(INPUT DATA begins)

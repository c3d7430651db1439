//! Error types for the search client.

use thiserror::Error;

/// Result type alias for search operations.
pub type Result<T> = std::result::Result<T, SearchError>;

/// Errors that can occur while configuring or executing a search.
#[derive(Error, Debug)]
pub enum SearchError {
    /// A parameter was set to a value the service does not accept.
    #[error("Invalid configuration: {0}")]
    InvalidConfiguration(String),

    /// Neither query text nor a host filter was supplied.
    #[error("Empty query: set query text or a host filter")]
    EmptyQuery,

    /// HTTP request failed.
    #[error("HTTP request failed: {0}")]
    Transport(#[from] reqwest::Error),

    /// The response body is not a usable XML document.
    #[error("Malformed response: {message}")]
    MalformedResponse {
        /// Parser diagnostic.
        message: String,
        /// Raw response body as received.
        body: Vec<u8>,
    },

    /// The service answered with an `error` element.
    #[error("Remote service error {code}: {message}")]
    RemoteService {
        /// Numeric error code from the `code` attribute.
        code: i64,
        /// Error text.
        message: String,
    },

    /// URL parsing error.
    #[error("URL parsing error: {0}")]
    UrlParse(#[from] url::ParseError),

    /// The request document could not be serialized.
    #[error("Failed to encode request: {0}")]
    Encode(String),
}

impl SearchError {
    /// Returns the raw response body for [`SearchError::MalformedResponse`].
    pub fn raw_body(&self) -> Option<&[u8]> {
        match self {
            Self::MalformedResponse { body, .. } => Some(body),
            _ => None,
        }
    }
}
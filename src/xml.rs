//! Minimal element tree over quick-xml, shared by the request builder and
//! the response parser.

use quick_xml::escape::escape;
use quick_xml::events::{BytesDecl, BytesEnd, BytesStart, BytesText, Event};
use quick_xml::{Reader, Writer};

/// A node inside an element: either a child element or a run of text.
#[derive(Debug, Clone, PartialEq, Eq)]
pub enum XmlNode {
    Element(XmlElement),
    Text(String),
}

/// An XML element with ordered attributes and mixed content.
#[derive(Debug, Clone, PartialEq, Eq)]
pub struct XmlElement {
    pub name: String,
    pub attributes: Vec<(String, String)>,
    pub children: Vec<XmlNode>,
}

impl XmlElement {
    pub fn new(name: impl Into<String>) -> Self {
        Self {
            name: name.into(),
            attributes: Vec::new(),
            children: Vec::new(),
        }
    }

    pub fn with_attribute(mut self, name: impl Into<String>, value: impl ToString) -> Self {
        self.attributes.push((name.into(), value.to_string()));
        self
    }

    pub fn with_text(mut self, text: impl ToString) -> Self {
        self.children.push(XmlNode::Text(text.to_string()));
        self
    }

    pub fn with_child(mut self, child: XmlElement) -> Self {
        self.children.push(XmlNode::Element(child));
        self
    }

    /// Returns the value of an attribute.
    pub fn attribute(&self, name: &str) -> Option<&str> {
        self.attributes
            .iter()
            .find(|(key, _)| key == name)
            .map(|(_, value)| value.as_str())
    }

    /// Iterates over child elements.
    pub fn elements(&self) -> impl Iterator<Item = &XmlElement> {
        self.children.iter().filter_map(|node| match node {
            XmlNode::Element(element) => Some(element),
            XmlNode::Text(_) => None,
        })
    }

    /// Iterates over child elements with the given name.
    pub fn children_named<'a>(&'a self, name: &'a str) -> impl Iterator<Item = &'a XmlElement> {
        self.elements().filter(move |element| element.name == name)
    }

    /// Returns the first child element with the given name.
    pub fn child(&self, name: &str) -> Option<&XmlElement> {
        self.elements().find(|element| element.name == name)
    }

    /// Follows a chain of first-child lookups.
    pub fn path(&self, names: &[&str]) -> Option<&XmlElement> {
        names
            .iter()
            .try_fold(self, |element, name| element.child(name))
    }

    /// Concatenated text of this element and all descendants.
    pub fn text(&self) -> String {
        let mut out = String::new();
        self.collect_text(&mut out);
        out
    }

    fn collect_text(&self, out: &mut String) {
        for node in &self.children {
            match node {
                XmlNode::Text(text) => out.push_str(text),
                XmlNode::Element(element) => element.collect_text(out),
            }
        }
    }

    /// Serializes the content of this element, without its own tags.
    ///
    /// Text is re-escaped, so the result is markup that can be fed to the
    /// highlighter.
    pub fn inner_xml(&self) -> String {
        let mut out = String::new();
        for node in &self.children {
            write_markup(node, &mut out);
        }
        out
    }

    /// Serializes the element as a standalone document with an XML declaration.
    pub fn to_document(&self) -> Result<String, String> {
        let mut writer = Writer::new(Vec::new());
        writer
            .write_event(Event::Decl(BytesDecl::new("1.0", Some("utf-8"), None)))
            .map_err(|e| e.to_string())?;
        write_element(&mut writer, self)?;
        String::from_utf8(writer.into_inner()).map_err(|e| e.to_string())
    }
}

fn write_element(writer: &mut Writer<Vec<u8>>, element: &XmlElement) -> Result<(), String> {
    let mut start = BytesStart::new(element.name.as_str());
    for (key, value) in &element.attributes {
        start.push_attribute((key.as_str(), value.as_str()));
    }

    if element.children.is_empty() {
        return writer
            .write_event(Event::Empty(start))
            .map_err(|e| e.to_string());
    }

    writer
        .write_event(Event::Start(start))
        .map_err(|e| e.to_string())?;
    for node in &element.children {
        match node {
            XmlNode::Text(text) => writer
                .write_event(Event::Text(BytesText::new(text)))
                .map_err(|e| e.to_string())?,
            XmlNode::Element(child) => write_element(writer, child)?,
        }
    }
    writer
        .write_event(Event::End(BytesEnd::new(element.name.as_str())))
        .map_err(|e| e.to_string())
}

fn write_markup(node: &XmlNode, out: &mut String) {
    match node {
        XmlNode::Text(text) => out.push_str(&escape(text.as_str())),
        XmlNode::Element(element) => {
            out.push('<');
            out.push_str(&element.name);
            for (key, value) in &element.attributes {
                out.push(' ');
                out.push_str(key);
                out.push_str("=\"");
                out.push_str(&escape(value.as_str()));
                out.push('"');
            }
            if element.children.is_empty() {
                out.push_str("/>");
                return;
            }
            out.push('>');
            for child in &element.children {
                write_markup(child, out);
            }
            out.push_str("</");
            out.push_str(&element.name);
            out.push('>');
        }
    }
}

/// Parses a complete document and returns its root element.
///
/// Comments, processing instructions and the declaration are skipped.
/// Whitespace is preserved because snippets carry mixed content.
pub fn parse_document(input: &str) -> Result<XmlElement, String> {
    let mut reader = Reader::from_str(input);
    let mut stack: Vec<XmlElement> = Vec::new();
    let mut root: Option<XmlElement> = None;

    loop {
        match reader.read_event() {
            Ok(Event::Start(ref e)) => stack.push(element_from_start(e)?),
            Ok(Event::Empty(ref e)) => {
                let element = element_from_start(e)?;
                attach(&mut stack, &mut root, element)?;
            }
            Ok(Event::End(_)) => {
                let element = stack
                    .pop()
                    .ok_or_else(|| "closing tag without an open element".to_string())?;
                attach(&mut stack, &mut root, element)?;
            }
            Ok(Event::Text(ref e)) => {
                let text = e.unescape().map_err(|e| e.to_string())?;
                match stack.last_mut() {
                    Some(parent) => parent.children.push(XmlNode::Text(text.into_owned())),
                    None if text.trim().is_empty() => {}
                    None => return Err("text outside of the root element".to_string()),
                }
            }
            Ok(Event::CData(ref e)) => {
                if let Some(parent) = stack.last_mut() {
                    let text = String::from_utf8_lossy(e).into_owned();
                    parent.children.push(XmlNode::Text(text));
                }
            }
            Ok(Event::Eof) => break,
            Err(e) => {
                return Err(format!(
                    "XML parse error at position {}: {}",
                    reader.buffer_position(),
                    e
                ))
            }
            _ => {}
        }
    }

    if let Some(open) = stack.last() {
        return Err(format!("unexpected end of document inside <{}>", open.name));
    }
    root.ok_or_else(|| "document has no root element".to_string())
}

fn element_from_start(start: &BytesStart<'_>) -> Result<XmlElement, String> {
    let mut element = XmlElement::new(String::from_utf8_lossy(start.name().as_ref()));
    for attr in start.attributes() {
        let attr = attr.map_err(|e| e.to_string())?;
        let key = String::from_utf8_lossy(attr.key.as_ref()).into_owned();
        let value = attr.unescape_value().map_err(|e| e.to_string())?;
        element.attributes.push((key, value.into_owned()));
    }
    Ok(element)
}

fn attach(
    stack: &mut [XmlElement],
    root: &mut Option<XmlElement>,
    element: XmlElement,
) -> Result<(), String> {
    if let Some(parent) = stack.last_mut() {
        parent.children.push(XmlNode::Element(element));
        return Ok(());
    }
    if root.is_some() {
        return Err(format!("second root element <{}>", element.name));
    }
    *root = Some(element);
    Ok(())
}
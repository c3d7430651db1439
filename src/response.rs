//! Response document parsing.

use crate::highlight::{highlight, Highlighter};
use crate::xml::{parse_document, XmlElement};
use crate::{Result, SearchError, SearchResponse, SearchResult};

/// Turns raw response bodies into [`SearchResponse`] values.
#[derive(Clone, Copy)]
pub struct ResponseParser {
    highlighter: Highlighter,
}

impl ResponseParser {
    /// Creates a parser using the default `<hlword>` highlighter.
    pub fn new() -> Self {
        Self {
            highlighter: highlight,
        }
    }

    /// Creates a parser with a custom highlight transform.
    pub fn with_highlighter(highlighter: Highlighter) -> Self {
        Self { highlighter }
    }

    /// Parses a response body for a request made with `page` and `limit`.
    pub fn parse(&self, body: &[u8], page: u32, limit: u32) -> Result<SearchResponse> {
        let malformed = |message: String| SearchError::MalformedResponse {
            message,
            body: body.to_vec(),
        };

        let text = std::str::from_utf8(body).map_err(|e| malformed(e.to_string()))?;
        let root = parse_document(text).map_err(malformed)?;

        // The live service wraps `response` in a `yandexsearch` root.
        let response = if root.name == "response" {
            &root
        } else {
            root.child("response")
                .ok_or_else(|| malformed(format!("no response element under <{}>", root.name)))?
        };

        if let Some(error) = response.child("error") {
            let code = error
                .attribute("code")
                .and_then(|code| code.trim().parse().ok())
                .unwrap_or_default();
            return Err(SearchError::RemoteService {
                code,
                message: error.text(),
            });
        }

        let results = response
            .path(&["results", "grouping"])
            .into_iter()
            .flat_map(|grouping| grouping.children_named("group"))
            .filter_map(|group| group.child("doc"))
            .map(|doc| self.parse_doc(doc))
            .collect();

        let total = response
            .children_named("found")
            .find(|found| found.attribute("priority") == Some("all"))
            .and_then(|found| found.text().trim().parse().ok())
            .unwrap_or(0);

        let total_human = response
            .child("found-human")
            .map(XmlElement::text)
            .unwrap_or_default();

        Ok(SearchResponse::new(results, total, total_human, page, limit))
    }

    fn parse_doc(&self, doc: &XmlElement) -> SearchResult {
        let field = |name: &str| doc.child(name).map(XmlElement::text).unwrap_or_default();
        let marked = |element: &XmlElement| (self.highlighter)(&element.inner_xml());

        let mut result = SearchResult::new(field("url"), field("domain"));
        if let Some(title) = doc.child("title") {
            result = result.with_title(marked(title));
        }
        if let Some(headline) = doc.child("headline") {
            result = result.with_headline(marked(headline));
        }
        if let Some(passages) = doc.child("passages") {
            result = passages
                .children_named("passage")
                .fold(result, |result, passage| result.with_passage(marked(passage)));
        }
        if let Some(link) = doc.path(&["snippets", "sitelinks", "link"]) {
            result = result.with_sitelinks(marked(link));
        }
        result
    }
}

impl Default for ResponseParser {
    fn default() -> Self {
        Self::new()
    }
}

#[cfg(test)]
mod tests {
    use super::*;

    const RESPONSE: &str = r#"<?xml version="1.0" encoding="utf-8"?>
<yandexsearch version="1.0">
  <request><query>rust</query></request>
  <response date="20240101T000000">
    <found priority="phrase">130</found>
    <found priority="strict">120</found>
    <found priority="all">125</found>
    <found-human>found 125 answers</found-human>
    <results>
      <grouping attr="" mode="flat" groups-on-page="10" docs-in-group="1">
        <group>
          <doc id="1">
            <url>https://www.rust-lang.org/</url>
            <domain>www.rust-lang.org</domain>
            <title><hlword>Rust</hlword> Programming Language</title>
            <headline>A language empowering everyone</headline>
            <passages>
              <passage>Why <hlword>Rust</hlword>?</passage>
              <passage>Fast &amp; safe</passage>
            </passages>
            <snippets><sitelinks><link>Install | Learn</link></sitelinks></snippets>
          </doc>
        </group>
        <group>
          <doc id="2">
            <url>https://doc.rust-lang.org/book/</url>
            <domain>doc.rust-lang.org</domain>
          </doc>
        </group>
      </grouping>
    </results>
  </response>
</yandexsearch>"#;

    #[test]
    fn test_parse_results() {
        let response = ResponseParser::new()
            .parse(RESPONSE.as_bytes(), 0, 10)
            .unwrap();
        assert_eq!(response.items().len(), 2);

        let first = &response.items()[0];
        assert_eq!(first.url, "https://www.rust-lang.org/");
        assert_eq!(first.domain, "www.rust-lang.org");
        assert_eq!(first.title, "<strong>Rust</strong> Programming Language");
        assert_eq!(first.headline.as_deref(), Some("A language empowering everyone"));
        assert_eq!(
            first.passages,
            vec!["Why <strong>Rust</strong>?", "Fast &amp; safe"]
        );
        assert_eq!(first.sitelinks.as_deref(), Some("Install | Learn"));
    }

    #[test]
    fn test_parse_missing_optional_fields() {
        let response = ResponseParser::new()
            .parse(RESPONSE.as_bytes(), 0, 10)
            .unwrap();
        let second = &response.items()[1];
        assert_eq!(second.title, "https://doc.rust-lang.org/book/");
        assert!(second.headline.is_none());
        assert!(second.passages.is_empty());
        assert!(second.sitelinks.is_none());
    }

    #[test]
    fn test_parse_totals_and_pages() {
        let response = ResponseParser::new()
            .parse(RESPONSE.as_bytes(), 2, 10)
            .unwrap();
        assert_eq!(response.total(), 125);
        assert_eq!(response.total_human(), "found 125 answers");
        assert_eq!(response.pages(), 12);
        assert_eq!(response.page(), 2);
        assert_eq!(response.limit(), 10);
    }

    #[test]
    fn test_parse_bare_response_root() {
        let body = r#"<response><found priority="all">25</found><found-human>25</found-human><results><grouping/></results></response>"#;
        let response = ResponseParser::new().parse(body.as_bytes(), 0, 10).unwrap();
        assert!(response.items().is_empty());
        assert_eq!(response.total(), 25);
        assert_eq!(response.pages(), 2);
    }

    #[test]
    fn test_parse_remote_error() {
        let body = r#"<yandexsearch><response><error code="15">Too many requests</error></response></yandexsearch>"#;
        let err = ResponseParser::new().parse(body.as_bytes(), 0, 10).unwrap_err();
        match err {
            SearchError::RemoteService { code, message } => {
                assert_eq!(code, 15);
                assert_eq!(message, "Too many requests");
            }
            other => panic!("Expected RemoteService, got {:?}", other),
        }
    }

    #[test]
    fn test_parse_malformed_keeps_body() {
        let body = b"<html><body>502 Bad Gateway";
        let err = ResponseParser::new().parse(body, 0, 10).unwrap_err();
        assert!(matches!(err, SearchError::MalformedResponse { .. }));
        assert_eq!(err.raw_body(), Some(&body[..]));
    }

    #[test]
    fn test_parse_invalid_utf8_is_malformed() {
        let body = [0x3c, 0xff, 0xfe, 0x3e];
        let err = ResponseParser::new().parse(&body, 0, 10).unwrap_err();
        assert_eq!(err.raw_body(), Some(&body[..]));
    }

    #[test]
    fn test_parse_without_response_element_is_malformed() {
        let err = ResponseParser::new()
            .parse(b"<yandexsearch/>", 0, 10)
            .unwrap_err();
        assert!(matches!(err, SearchError::MalformedResponse { .. }));
    }

    #[test]
    fn test_parse_custom_highlighter() {
        fn upper(raw: &str) -> String {
            raw.to_uppercase()
        }
        let response = ResponseParser::with_highlighter(upper)
            .parse(RESPONSE.as_bytes(), 0, 10)
            .unwrap();
        assert!(response.items()[0].title.starts_with("<HLWORD>RUST</HLWORD>"));
    }
}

(INPUT DATA ends)

■ WHAT IS REQUIRED ■
Collect the lines of the data that carry the word "ToString".

■ SOLUTION TO THIS EXERCISE ■
    pub fn with_attribute(mut self, name: impl Into<String>, value: impl ToString) -> Self {
    pub fn with_text(mut self, text: impl ToString) -> Self {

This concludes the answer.